An antidote to being judgmental. Linda: Some people are under the false impression that empathy is something that you either have or you don’t…
Here are some practices for cultivating empathy:
- Practice committed, non-reactive listening by tuning in to the deeper levels of their message.
- Move away from right and wrong thinking.
- When you notice judgments in the mind, remind yourself about “different strokes for different folks.”
- Become more tolerant and accepting of the values and styles of others.
- Make room for the full range of intense feelings in yourself and others: fear, hurt, confusion, anger, sadness, grief, shame, guilt, joy, and happiness.
- Resist giving advice even if it’s solicited.
- Bring forth warmth, affection, and your open heart.
- Be willing to share your own personal struggles to normalize whatever struggle they are going through.

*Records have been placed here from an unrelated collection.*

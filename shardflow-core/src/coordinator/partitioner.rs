//! Deterministic key partitioning
//!
//! Intersects the per-source key maps and assigns keys to workers
//! round-robin over the canonical order.

use serde::{Deserialize, Serialize};
use std::collections::HashMap;
use tracing::debug;

use crate::data::{SourceTagMap, WorkKey};

/// One complete key with its tag on every source, in source order
#[derive(Debug, Clone, PartialEq, Eq, Serialize, Deserialize)]
pub struct KeyEntry {
    pub key: WorkKey,
    pub tags: Vec<String>,
}

/// Canonical ordered set of complete keys. Read-only once broadcast.
#[derive(Debug, Clone, Default, PartialEq, Eq, Serialize, Deserialize)]
pub struct KeySet {
    entries: Vec<KeyEntry>,
}

impl KeySet {
    /// Keep only keys present in every source, sorted by key
    pub fn intersect(per_source: &[SourceTagMap]) -> Self {
        let Some((first, rest)) = per_source.split_first() else {
            return Self::default();
        };

        let entries: Vec<KeyEntry> = first
            .iter()
            .filter_map(|(key, tag)| {
                let mut tags = Vec::with_capacity(per_source.len());
                tags.push(tag.clone());
                for map in rest {
                    tags.push(map.get(key)?.clone());
                }
                Some(KeyEntry {
                    key: key.clone(),
                    tags,
                })
            })
            .collect();

        debug!(
            "{} of {} keys complete across {} sources",
            entries.len(),
            first.len(),
            per_source.len()
        );

        Self { entries }
    }

    pub fn len(&self) -> usize {
        self.entries.len()
    }

    pub fn is_empty(&self) -> bool {
        self.entries.is_empty()
    }

    /// Entries in canonical order
    pub fn entries(&self) -> &[KeyEntry] {
        &self.entries
    }

    /// Keys in canonical order
    pub fn keys(&self) -> impl Iterator<Item = &str> {
        self.entries.iter().map(|e| e.key.as_str())
    }

    /// Canonical position of a key
    pub fn position(&self, key: &str) -> Option<usize> {
        self.entries
            .binary_search_by(|e| e.key.as_str().cmp(key))
            .ok()
    }
}

/// Static round-robin assignment of canonical positions to workers
#[derive(Debug, Clone, Copy)]
pub struct KeyAssigner {
    num_workers: u32,
}

impl KeyAssigner {
    /// Create an assigner for a group of `num_workers`
    pub fn new(num_workers: u32) -> Self {
        Self { num_workers }
    }

    /// Worker owning the key at `position`
    pub fn owner(&self, position: usize) -> u32 {
        if self.num_workers == 0 {
            return 0;
        }
        (position % self.num_workers as usize) as u32
    }

    /// Whether `worker_id` owns the key at `position`
    pub fn is_local(&self, position: usize, worker_id: u32) -> bool {
        self.num_workers > 0 && self.owner(position) == worker_id
    }

    /// Keys owned by one worker, with their canonical positions
    pub fn keys_for_worker<'a>(
        &self,
        keys: &'a KeySet,
        worker_id: u32,
    ) -> Vec<(usize, &'a KeyEntry)> {
        keys.entries()
            .iter()
            .enumerate()
            .filter(|(idx, _)| self.is_local(*idx, worker_id))
            .collect()
    }

    /// Full worker -> keys assignment
    pub fn assign(&self, keys: &KeySet) -> HashMap<u32, Vec<WorkKey>> {
        let mut assignments: HashMap<u32, Vec<WorkKey>> =
            (0..self.num_workers).map(|id| (id, Vec::new())).collect();

        if self.num_workers == 0 {
            return assignments;
        }

        for (idx, entry) in keys.entries().iter().enumerate() {
            assignments
                .entry(self.owner(idx))
                .or_default()
                .push(entry.key.clone());
        }

        debug!(
            "Assigned {} keys to {} workers",
            keys.len(),
            self.num_workers
        );

        assignments
    }
}
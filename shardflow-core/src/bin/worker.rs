//! One worker of a TCP group
//!
//! Every process receives the same peer list; its rank picks its own
//! listen address from it. Peers are awaited until they listen unless
//! SHARDFLOW_CONNECT_RETRIES bounds the attempts.

use shardflow_core::comm::{Channel, TcpChannel, TcpConfig};
use shardflow_core::{Processor, ProcessorConfig};
use std::net::SocketAddr;
use std::path::PathBuf;
use std::sync::Arc;
use std::time::Duration;
use tracing::{error, info};
use tracing_subscriber::EnvFilter;

#[tokio::main]
async fn main() -> Result<(), Box<dyn std::error::Error>> {
    // Initialize logging
    tracing_subscriber::fmt()
        .with_env_filter(
            EnvFilter::try_from_default_env().unwrap_or_else(|_| EnvFilter::new("info")),
        )
        .init();

    let config_path: PathBuf = std::env::var("SHARDFLOW_CONFIG")
        .map_err(|_| "SHARDFLOW_CONFIG must name a JSON run configuration")?
        .into();
    let rank: u32 = std::env::var("SHARDFLOW_RANK")
        .map_err(|_| "SHARDFLOW_RANK is required")?
        .parse()?;
    let peers = std::env::var("SHARDFLOW_PEERS")
        .map_err(|_| "SHARDFLOW_PEERS must list every worker address, comma separated")?
        .split(',')
        .map(|addr| addr.trim().parse::<SocketAddr>())
        .collect::<Result<Vec<_>, _>>()?;

    let connect_retries: u32 = match std::env::var("SHARDFLOW_CONNECT_RETRIES") {
        Ok(v) => v.parse()?,
        Err(_) => 0,
    };
    let connect_backoff_ms: u64 = match std::env::var("SHARDFLOW_CONNECT_BACKOFF_MS") {
        Ok(v) => v.parse()?,
        Err(_) => 100,
    };

    let config = ProcessorConfig::from_json_file(&config_path)?;
    let processor = Processor::from_config(config)?;
    processor.check()?;

    info!("Starting worker {} of {}", rank, peers.len());
    let tcp = TcpConfig::new(rank, peers)
        .with_connect(connect_retries, Duration::from_millis(connect_backoff_ms));
    let channel: Arc<dyn Channel> = Arc::new(TcpChannel::bind(tcp).await?);

    match processor.run(channel).await {
        Ok(report) => {
            info!(
                "Worker {}: {} owned, {} processed, {} failed, {} buffered",
                report.rank, report.owned, report.processed, report.failed, report.buffered
            );
            print!("{}", report.metrics.to_prometheus());
            Ok(())
        }
        Err(e) => {
            error!("Worker {} failed: {}", rank, e);
            Err(e.into())
        }
    }
}
//! Lazy per-key accessors
//!
//! An accessor binds an opened source to a (mode, tag, key) triple and
//! resolves the addressed object only when asked.

use std::collections::BTreeMap;
use std::fmt;
use std::path::Path;
use std::sync::Arc;

use super::record::{
    AuxiliaryRecord, MetadataRecord, Parameters, SeriesCollection, SeriesItem, Target,
};
use super::WorkKey;
use crate::config::Mode;
use crate::error::{Result, ShardflowError};
use crate::store::DataSource;

/// Lazy resolver for one key on one source
#[derive(Clone)]
pub struct Accessor {
    source: Arc<dyn DataSource>,
    mode: Mode,
    tag: String,
    key: WorkKey,
    /// Every accessor of the run for the same source index. Read-only.
    fellows: Option<Arc<Vec<Accessor>>>,
}

impl Accessor {
    /// Create an accessor without fellows
    pub fn new(
        source: Arc<dyn DataSource>,
        mode: Mode,
        tag: impl Into<String>,
        key: impl Into<WorkKey>,
    ) -> Self {
        Self {
            source,
            mode,
            tag: tag.into(),
            key: key.into(),
            fellows: None,
        }
    }

    /// Attach the shared fellows list
    pub fn with_fellows(mut self, fellows: Arc<Vec<Accessor>>) -> Self {
        self.fellows = Some(fellows);
        self
    }

    pub fn mode(&self) -> Mode {
        self.mode
    }

    pub fn tag(&self) -> &str {
        &self.tag
    }

    pub fn key(&self) -> &str {
        &self.key
    }

    /// Path of the underlying source
    pub fn source_path(&self) -> &Path {
        self.source.path()
    }

    /// Accessors of every key on the same source, empty unless pairwise
    pub fn fellows(&self) -> &[Accessor] {
        self.fellows.as_deref().map(Vec::as_slice).unwrap_or(&[])
    }

    /// Unit key for series modes
    pub fn unit(&self) -> Option<&str> {
        match self.mode {
            Mode::SeriesCollection => Some(self.key.as_str()),
            Mode::SeriesItem => Some(
                split_item_key(&self.key)
                    .map(|(unit, _)| unit)
                    .unwrap_or(self.key.as_str()),
            ),
            Mode::AuxiliaryItem | Mode::AuxiliaryGroup => None,
        }
    }

    /// Resolve the object this accessor points to
    pub fn target(&self) -> Result<Target> {
        match self.mode {
            Mode::SeriesItem => self.resolve_item().map(Target::Item),
            Mode::SeriesCollection => self.resolve_collection().map(Target::Collection),
            Mode::AuxiliaryItem => self.resolve_auxiliary().map(Target::Auxiliary),
            Mode::AuxiliaryGroup => self.resolve_group().map(Target::AuxiliaryGroup),
        }
    }

    /// Collection of the unit (series modes only)
    pub fn collection(&self) -> Result<Option<SeriesCollection>> {
        if !self.mode.is_series() {
            return Ok(None);
        }
        self.resolve_collection().map(Some)
    }

    /// Single item (item mode only)
    pub fn item(&self) -> Result<Option<SeriesItem>> {
        if self.mode != Mode::SeriesItem {
            return Ok(None);
        }
        self.resolve_item().map(Some)
    }

    /// Auxiliary record (auxiliary item mode only)
    pub fn auxiliary(&self) -> Result<Option<AuxiliaryRecord>> {
        if self.mode != Mode::AuxiliaryItem {
            return Ok(None);
        }
        self.resolve_auxiliary().map(Some)
    }

    /// Auxiliary group members (auxiliary group mode only)
    pub fn auxiliary_group(&self) -> Result<Option<BTreeMap<String, AuxiliaryRecord>>> {
        if self.mode != Mode::AuxiliaryGroup {
            return Ok(None);
        }
        self.resolve_group().map(Some)
    }

    /// Raw array for item and auxiliary modes
    pub fn data(&self) -> Result<Option<Vec<f64>>> {
        Ok(match self.mode {
            Mode::SeriesItem => Some(self.resolve_item()?.data),
            Mode::AuxiliaryItem => Some(self.resolve_auxiliary()?.into_parts().0),
            Mode::SeriesCollection | Mode::AuxiliaryGroup => None,
        })
    }

    /// Parameters of an auxiliary record, empty otherwise
    pub fn parameters(&self) -> Result<Parameters> {
        match self.mode {
            Mode::AuxiliaryItem => Ok(self.resolve_auxiliary()?.into_parts().1),
            _ => Ok(Parameters::new()),
        }
    }

    /// Inventory of the unit (series modes only)
    pub fn inventory(&self) -> Result<Option<MetadataRecord>> {
        match self.unit() {
            Some(unit) => self.source.inventory(unit),
            None => Ok(None),
        }
    }

    /// Events attached to the source
    pub fn events(&self) -> Result<Vec<MetadataRecord>> {
        self.source.events()
    }

    fn resolve_collection(&self) -> Result<SeriesCollection> {
        let unit = self.unit().unwrap_or(self.key.as_str());
        self.source.collection(&self.tag, unit)
    }

    fn resolve_item(&self) -> Result<SeriesItem> {
        let (unit, component) =
            split_item_key(&self.key).ok_or_else(|| ShardflowError::KeyNotFound {
                tag: self.tag.clone(),
                key: self.key.clone(),
            })?;

        self.source
            .collection(&self.tag, unit)?
            .select(component)
            .cloned()
            .ok_or_else(|| ShardflowError::KeyNotFound {
                tag: self.tag.clone(),
                key: self.key.clone(),
            })
    }

    fn resolve_auxiliary(&self) -> Result<AuxiliaryRecord> {
        self.source.auxiliary(&self.tag, &self.key)
    }

    fn resolve_group(&self) -> Result<BTreeMap<String, AuxiliaryRecord>> {
        let prefix = format!("{}_", self.key);
        let mut members = BTreeMap::new();

        for path in self.source.auxiliary_paths(&self.tag)? {
            if let Some(member) = path.strip_prefix(&prefix) {
                if !member.is_empty() && !member.contains('_') {
                    let record = self.source.auxiliary(&self.tag, &path)?;
                    members.insert(member.to_string(), record);
                }
            }
        }

        if members.is_empty() {
            return Err(ShardflowError::KeyNotFound {
                tag: self.tag.clone(),
                key: self.key.clone(),
            });
        }
        Ok(members)
    }
}

impl fmt::Debug for Accessor {
    fn fmt(&self, f: &mut fmt::Formatter<'_>) -> fmt::Result {
        f.debug_struct("Accessor")
            .field("source", &self.source.path())
            .field("mode", &self.mode)
            .field("tag", &self.tag)
            .field("key", &self.key)
            .field("fellows", &self.fellows().len())
            .finish()
    }
}

/// Split "{unit}_{component}" at the last separator
pub fn split_item_key(key: &str) -> Option<(&str, &str)> {
    key.rsplit_once('_').filter(|(u, c)| !u.is_empty() && !c.is_empty())
}

#[cfg(test)]
mod tests {
    use super::*;

    #[test]
    fn test_split_item_key() {
        assert_eq!(split_item_key("II_BFO_Z"), Some(("II_BFO", "Z")));
        assert_eq!(split_item_key("BFO"), None);
        assert_eq!(split_item_key("BFO_"), None);
    }
}
//! Transforms selectable by name from a configuration file

use super::output::{transform, OutputValue, Transform, TransformInput, TransformOutput};
use crate::data::{Parameters, Scalar};
use crate::error::BoxError;

/// Names accepted by [`lookup`]
pub const BUILTIN_NAMES: &[&str] = &["copy", "difference"];

/// Find a builtin transform by name
pub fn lookup(name: &str) -> Option<Transform> {
    match name {
        "copy" => Some(transform(copy)),
        "difference" => Some(transform(difference)),
        _ => None,
    }
}

/// Return the first input unchanged
pub fn copy(inputs: &[TransformInput]) -> Result<TransformOutput, BoxError> {
    let first = inputs.first().ok_or("copy needs one input")?;
    Ok(first.resolve()?.into())
}

/// Sample-wise difference of the first two inputs, stored as an auxiliary
/// record carrying the standard deviation as `misfit`
pub fn difference(inputs: &[TransformInput]) -> Result<TransformOutput, BoxError> {
    let [a, b] = inputs else {
        return Err(format!("difference needs two inputs, got {}", inputs.len()).into());
    };

    let a = a.resolve()?;
    let b = b.resolve()?;
    let (Some(x), Some(y)) = (a.data(), b.data()) else {
        return Err(format!("difference needs arrays, got {} and {}", a, b).into());
    };
    if x.len() != y.len() {
        return Err(format!("length mismatch: {} vs {}", x.len(), y.len()).into());
    }

    let diff: Vec<f64> = x.iter().zip(y).map(|(x, y)| x - y).collect();

    let mut parameters = Parameters::new();
    parameters.insert("misfit".into(), Scalar::Float(std_dev(&diff)));
    Ok(OutputValue::Pair(diff, parameters).into())
}

fn std_dev(values: &[f64]) -> f64 {
    if values.is_empty() {
        return 0.0;
    }
    let n = values.len() as f64;
    let mean = values.iter().sum::<f64>() / n;
    (values.iter().map(|v| (v - mean).powi(2)).sum::<f64>() / n).sqrt()
}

- Bring a sense of curiosity by asking more questions, in an attempt to understand the deeper meanings of their experience.
- Remember that there is no such thing as win-lose in relationship. There is only lose-lose and win-win. We both win through understanding.
- Show respect for the human predicament. We all make mistakes while we are learning.
- Understand the distinction between unskillful behavior and their character, and be sure to only speak about the behaviors.
- Look for their strengths and remind them of those strengths.
- Be grounded in the truth that we are all growing and there is an innate drive toward healing and mastery.